Honeybee stings are painful. But they're also... fragrant. "If a beekeeper gets stung by bees, it smells like banana." Dr. Stefan Dötterl, a plant ecologist at the University of Salzburg in Austria.
That banana scent, he says, is a compound called isoamyl acetate — also known as banana oil. It's one of many compounds produced when a bee stings — a mix of alarm pheromones that let the hive know that another bee's in danger.
But that chemical cocktail doesn't just attract other bees. It also draws tiny flies known as kleptoparasites, "or so-called 'food stealers'." The flies feed on the drippings of bees being devoured by spiders. And they sense the bees' chemical calls for help as a dinner bell.

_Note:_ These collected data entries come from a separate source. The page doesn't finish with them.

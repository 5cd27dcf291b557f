//! Question definitions and the answers they produce

use std::collections::BTreeMap;
use std::fmt;

/// Visibility predicate evaluated against answers collected so far
pub type VisibilityFn = Box<dyn Fn(&AnswerSet) -> bool + Send + Sync>;

/// Validator for free-text input; `Err` carries the message shown to the user
pub type ValidatorFn = Box<dyn Fn(&str) -> std::result::Result<(), String> + Send + Sync>;

/// How a question is asked
#[derive(Debug, Clone, PartialEq, Eq)]
pub enum QuestionKind {
    /// Pick one of an ordered list of choices
    Select { choices: Vec<String> },
    /// Free-text input
    Input,
    /// Yes/no
    Confirm,
}

/// A single answer value
#[derive(Debug, Clone, PartialEq, Eq)]
pub enum Answer {
    /// Free-text input or the label of the selected choice
    Text(String),
    /// Yes/no answer
    Bool(bool),
}

impl Answer {
    /// Text value, if this is a text answer
    pub fn as_text(&self) -> Option<&str> {
        match self {
            Self::Text(s) => Some(s),
            Self::Bool(_) => None,
        }
    }

    /// Boolean value, if this is a yes/no answer
    pub fn as_bool(&self) -> Option<bool> {
        match self {
            Self::Bool(b) => Some(*b),
            Self::Text(_) => None,
        }
    }
}

impl fmt::Display for Answer {
    fn fmt(&self, f: &mut fmt::Formatter<'_>) -> fmt::Result {
        match self {
            Self::Text(s) => f.write_str(s),
            Self::Bool(true) => f.write_str("yes"),
            Self::Bool(false) => f.write_str("no"),
        }
    }
}

/// Answers keyed by question key
///
/// Skipped questions have no entry. Only the runner inserts, so a set handed
/// back from a finished session is read-only to callers.
#[derive(Debug, Clone, Default, PartialEq, Eq)]
pub struct AnswerSet {
    answers: BTreeMap<String, Answer>,
}

impl AnswerSet {
    pub fn new() -> Self {
        Self::default()
    }

    pub(crate) fn insert(&mut self, key: impl Into<String>, answer: Answer) {
        self.answers.insert(key.into(), answer);
    }

    /// Raw answer for a key
    pub fn get(&self, key: &str) -> Option<&Answer> {
        self.answers.get(key)
    }

    /// Text answer for a key
    pub fn text(&self, key: &str) -> Option<&str> {
        self.get(key).and_then(Answer::as_text)
    }

    /// Yes/no answer for a key; absent or non-boolean reads as `false`
    pub fn flag(&self, key: &str) -> bool {
        self.get(key).and_then(Answer::as_bool).unwrap_or(false)
    }

    pub fn contains(&self, key: &str) -> bool {
        self.answers.contains_key(key)
    }

    pub fn len(&self) -> usize {
        self.answers.len()
    }

    pub fn is_empty(&self) -> bool {
        self.answers.is_empty()
    }

    /// Iterate answers in key order
    pub fn iter(&self) -> impl Iterator<Item = (&str, &Answer)> {
        self.answers.iter().map(|(k, v)| (k.as_str(), v))
    }
}

impl<K: Into<String>> FromIterator<(K, Answer)> for AnswerSet {
    fn from_iter<I: IntoIterator<Item = (K, Answer)>>(iter: I) -> Self {
        let mut set = Self::new();
        for (key, answer) in iter {
            set.insert(key, answer);
        }
        set
    }
}

/// One step of the wizard
///
/// Built with the constructor for its kind plus builder methods; immutable
/// once handed to a [`Runner`](super::Runner).
pub struct Question {
    key: String,
    prompt: String,
    kind: QuestionKind,
    default: Option<Answer>,
    visible: Option<VisibilityFn>,
    validator: Option<ValidatorFn>,
    exit_value: Option<String>,
}

impl Question {
    fn new(key: impl Into<String>, prompt: impl Into<String>, kind: QuestionKind) -> Self {
        Self {
            key: key.into(),
            prompt: prompt.into(),
            kind,
            default: None,
            visible: None,
            validator: None,
            exit_value: None,
        }
    }

    /// Single-choice question; the first choice is the default
    pub fn select<I, S>(key: impl Into<String>, prompt: impl Into<String>, choices: I) -> Self
    where
        I: IntoIterator<Item = S>,
        S: Into<String>,
    {
        let choices: Vec<String> = choices.into_iter().map(Into::into).collect();
        let default = choices.first().cloned().map(Answer::Text);
        let mut question = Self::new(key, prompt, QuestionKind::Select { choices });
        question.default = default;
        question
    }

    /// Free-text question
    pub fn input(key: impl Into<String>, prompt: impl Into<String>) -> Self {
        Self::new(key, prompt, QuestionKind::Input)
    }

    /// Yes/no question
    pub fn confirm(key: impl Into<String>, prompt: impl Into<String>, default: bool) -> Self {
        let mut question = Self::new(key, prompt, QuestionKind::Confirm);
        question.default = Some(Answer::Bool(default));
        question
    }

    /// Default value offered to the user
    pub fn with_default(mut self, default: Answer) -> Self {
        self.default = Some(default);
        self
    }

    /// Only ask when `predicate` holds for the answers gathered so far
    pub fn when(mut self, predicate: impl Fn(&AnswerSet) -> bool + Send + Sync + 'static) -> Self {
        self.visible = Some(Box::new(predicate));
        self
    }

    /// Validate free-text input before accepting it
    pub fn validate(
        mut self,
        validator: impl Fn(&str) -> std::result::Result<(), String> + Send + Sync + 'static,
    ) -> Self {
        self.validator = Some(Box::new(validator));
        self
    }

    /// Selecting `value` ends the session with an exit intent
    pub fn exits_on(mut self, value: impl Into<String>) -> Self {
        self.exit_value = Some(value.into());
        self
    }

    pub fn key(&self) -> &str {
        &self.key
    }

    pub fn prompt(&self) -> &str {
        &self.prompt
    }

    pub fn kind(&self) -> &QuestionKind {
        &self.kind
    }

    pub fn default_answer(&self) -> Option<&Answer> {
        self.default.as_ref()
    }

    /// Whether this question should be asked given the answers so far
    pub fn is_visible(&self, answers: &AnswerSet) -> bool {
        self.visible.as_ref().map_or(true, |f| f(answers))
    }

    /// Run the validator; questions without one accept anything
    pub fn check(&self, value: &str) -> std::result::Result<(), String> {
        match &self.validator {
            Some(f) => f(value),
            None => Ok(()),
        }
    }

    /// Whether `answer` is this question's exit sentinel
    pub fn is_exit(&self, answer: &Answer) -> bool {
        matches!(
            (&self.exit_value, answer),
            (Some(exit), Answer::Text(chosen)) if exit == chosen
        )
    }
}

impl fmt::Debug for Question {
    fn fmt(&self, f: &mut fmt::Formatter<'_>) -> fmt::Result {
        f.debug_struct("Question")
            .field("key", &self.key)
            .field("prompt", &self.prompt)
            .field("kind", &self.kind)
            .field("default", &self.default)
            .field("conditional", &self.visible.is_some())
            .field("validated", &self.validator.is_some())
            .field("exit_value", &self.exit_value)
            .finish()
    }
}

#[cfg(test)]
mod tests {
    use super::*;

    #[test]
    fn test_flag_defaults_to_false_when_absent() {
        let answers: AnswerSet = [("useGit", Answer::Bool(true))].into_iter().collect();
        assert!(answers.flag("useGit"));
        assert!(!answers.flag("useNode"));
        assert!(!answers.contains("useNode"));
    }

    #[test]
    fn test_text_ignores_bool_answers() {
        let answers: AnswerSet = [
            ("projectName", Answer::Text("demo".into())),
            ("useGit", Answer::Bool(true)),
        ]
        .into_iter()
        .collect();
        assert_eq!(answers.text("projectName"), Some("demo"));
        assert_eq!(answers.text("useGit"), None);
        assert!(!answers.flag("projectName"));
    }

    #[test]
    fn test_select_defaults_to_first_choice() {
        let q = Question::select("entry", "What?", ["Create", "Exit"]);
        assert_eq!(q.default_answer(), Some(&Answer::Text("Create".into())));
    }

    #[test]
    fn test_exit_sentinel_only_matches_exact_text() {
        let q = Question::select("entry", "What?", ["Create", "Exit"]).exits_on("Exit");
        assert!(q.is_exit(&Answer::Text("Exit".into())));
        assert!(!q.is_exit(&Answer::Text("exit".into())));
        assert!(!q.is_exit(&Answer::Bool(true)));

        let plain = Question::select("entry", "What?", ["Create", "Exit"]);
        assert!(!plain.is_exit(&Answer::Text("Exit".into())));
    }

    #[test]
    fn test_unconditional_question_is_visible() {
        let q = Question::confirm("useGit", "Git?", true);
        assert!(q.is_visible(&AnswerSet::new()));
    }

    #[test]
    fn test_validator_message_is_returned() {
        let q = Question::input("projectName", "Name?").validate(|v| {
            if v.is_empty() {
                Err("empty".to_string())
            } else {
                Ok(())
            }
        });
        assert_eq!(q.check(""), Err("empty".to_string()));
        assert_eq!(q.check("x"), Ok(()));
    }

    #[test]
    fn test_answer_display() {
        assert_eq!(Answer::Bool(true).to_string(), "yes");
        assert_eq!(Answer::Text("demo".into()).to_string(), "demo");
    }
}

Turns out, though, it's not the flies... but a flower that has the last word in this tale of trickery. Because researchers have now discovered that the flowers of a South African plant — called the parachute plant — produce nearly three dozen of the 90-some compounds in that honeybee alarm call. Meaning they mimic the scent of a honeybee in danger — to lure in and temporarily trap the flies, as a pollination ploy. The findings are in the journal Current Biology.
The plant of course isn't aware of this bait-and-switch. "It's just by chance that this plant produced these compounds and attracted these small flies as pollinators. And thus by time, it was possible to refine these plants, and to add another and another compound to finally get such a nice cocktail." A cocktail, though, that won't be followed by a meal.
Thanks for listening for Scientific American — 60-Second Science Science. I'm Christopher Intagliata.